Take all unlisted dwellings if there are less than 5 of them? What is special about 5? If 5 or more, “write the office quickly” (presumably today, you’d call) and “wait for instructions”. And what, exactly, will those instructions be?

I’m sure there is some well-worked out basis for these recommendations somewhere, perhaps elsewhere in the book. At p56 Kish says that the “missed [but discovered] elements receive the same probability of selection as the pre-specified unique listings”.

Ok, but might you get too many unlisted dwelling this way? Interviewer workload becomes an issue then, which where I guess “no more than 5” might come from.

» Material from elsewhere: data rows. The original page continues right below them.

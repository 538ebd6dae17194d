//! Timer capability.

use std::time::Duration;

/// Opaque handle to a pending timeout or interval.
#[derive(Debug, Clone, Copy, PartialEq, Eq, Hash)]
pub struct TimerHandle(pub u64);

/// Timeout and interval scheduling with opaque handles.
pub trait Timers: Send + Sync {
    fn set_timeout(&self, callback: Box<dyn FnOnce() + Send>, delay: Duration) -> TimerHandle;

    fn clear_timeout(&self, handle: TimerHandle);

    fn set_interval(&self, callback: Box<dyn FnMut() + Send>, period: Duration) -> TimerHandle;

    fn clear_interval(&self, handle: TimerHandle);
}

But could you exploit whatever prior information about DSF under-coverage specific to the locality you’re working in? And at that point I guess you might be stratifying dwellings in a given geographic unit into listed and unlisted and heading towards a dual frame design etc.

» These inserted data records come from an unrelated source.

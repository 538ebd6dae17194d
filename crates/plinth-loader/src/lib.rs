//! # Plinth Loader
//!
//! Filesystem-facing discovery: scans a root directory of candidate
//! extension packages, validates their manifests, and reports per-package
//! success or failure. Partial failure is the normal case, not an
//! exception path - a single bad package never aborts the scan.

pub mod discovery;
pub mod manifest;
pub mod record;

pub use discovery::{
    scan_packages, DiscoveredPackage, DiscoveryFailure, DiscoveryReport, FailureSeverity,
};
pub use manifest::{PackageManifest, ARTIFACT_DIR, MANIFEST_FILE};
pub use record::{read_record, InstalledExtension, InstalledRecord};
//! Procedural macros for the plugshape adapter engine.
//!
//! - `#[derive(Ports)]` describes an input or output record of an effect.
//! - `#[audio_effect]` turns an inherent impl block into an `Effect`.
//!
//! # Example
//!
//! ```ignore
//! use plugshape::prelude::*;
//!
//! #[derive(Default, Ports)]
//! pub struct Inputs {
//!     pub gain: f32,
//!     #[port(channels = 2)]
//!     pub main: BusPort<f32>,
//! }
//!
//! #[derive(Default, Ports)]
//! pub struct Outputs {
//!     #[port(mirror = "main")]
//!     pub main: BusPort<f32>,
//! }
//!
//! #[derive(Clone, Default)]
//! pub struct Gain;
//!
//! #[audio_effect]
//! impl Gain {
//!     fn process(&mut self, inputs: &Inputs, outputs: &mut Outputs) {
//!         for (c, out) in outputs.main.iter_mut().enumerate() {
//!             for (o, i) in out.iter_mut().zip(inputs.main.channel(c)) {
//!                 *o = *i * inputs.gain;
//!             }
//!         }
//!     }
//! }
//! ```

use proc_macro::TokenStream;

mod codegen;
mod effect;
mod ir;
mod parse;
mod validate;

/// Derive macro implementing `Record` for a port struct.
///
/// Every named field is listed in the generated descriptor in declaration
/// order. Fields whose type is `SamplePort`, `ChannelPort`, `BusPort` or
/// `FramePort` become audio ports; all others are plain values.
///
/// # Attributes
///
/// - `#[port(channels = N)]` - Fixed channel count on a `BusPort` or
///   `FramePort`.
/// - `#[port(mirror = "field")]` - Output port whose channel count follows
///   the named input port.
///
/// Without either attribute a multi-channel port accepts any count.
#[proc_macro_derive(Ports, attributes(port))]
pub fn derive_ports(input: TokenStream) -> TokenStream {
    let input = syn::parse_macro_input!(input as syn::DeriveInput);

    match derive_ports_impl(input) {
        Ok(tokens) => tokens.into(),
        Err(err) => err.to_compile_error().into(),
    }
}

fn derive_ports_impl(input: syn::DeriveInput) -> syn::Result<proc_macro2::TokenStream> {
    let ir = parse::parse(input)?;
    validate::validate(&ir)?;
    Ok(codegen::generate(&ir))
}

/// Attribute macro implementing `Effect` from an inherent impl block.
///
/// Methods whose name starts with `process` are entry points:
///
/// - `fn(&mut self, S) -> S` - one sample of one channel
/// - `fn(&mut self, &[S], &mut [S])` - one channel of one block
/// - `fn(&mut self, &mut Buffer<S>)` - every channel of one block
/// - `fn(&mut self [, &Inputs] [, &mut Outputs])` - port records
///
/// The three argument shapes may also take `&Inputs` and/or `&mut Outputs`
/// after their audio arguments, e.g. `fn(&mut self, x: f32, controls:
/// &Controls) -> f32`. Those records hold control values only; every entry
/// point uses the same record types.
///
/// `S` is `f32` or `f64`; defining both widths lets the host's width run
/// without conversion. A `fn prepare(&mut self, setup: &AudioSetup)` method
/// is called whenever the processor is configured.
///
/// # Arguments
///
/// - `name = "..."` - Display name (defaults to the type name)
/// - `input_channels = N` / `output_channels = N` - Fixed channel counts for
///   `Buffer` entry points
#[proc_macro_attribute]
pub fn audio_effect(args: TokenStream, item: TokenStream) -> TokenStream {
    let mut effect_args = effect::EffectArgs::default();
    let parser = syn::meta::parser(|meta| effect_args.parse(meta));
    syn::parse_macro_input!(args with parser);
    let item = syn::parse_macro_input!(item as syn::ItemImpl);

    match effect::audio_effect_impl(effect_args, item) {
        Ok(tokens) => tokens.into(),
        Err(err) => err.to_compile_error().into(),
    }
}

Sub-sampling seems another idea: e.g., the design calls for r attempted interviews in a given locale. We sample r listed dwellings in the locale from, say, the DSF; field enumeration adds k to the frame around the listed r, we attempt interviews at r SWOR from the r+k? This keeps the IWR workload down to r attempted interviews and the selection probabilities are “known”.

The literature on snowball or “respondent-driven” sampling in social network land must have some relevant ideas here too. Hitting r listed dwellings and then looking around for unlisted dwellings seems a lot like what goes on with sampling on networks for “hidden” populations etc.

Finally – I have to note that this stuff really is probably 2nd order at best. We’re doing our best on the design for the in-person components of ANES 2012, I think. But there is this big scary monster out there, waiting for us in the Fall when we go into the field, and its name is non-response. As a source of bias this has to be 10x what we’re looking at from DSF under-coverage.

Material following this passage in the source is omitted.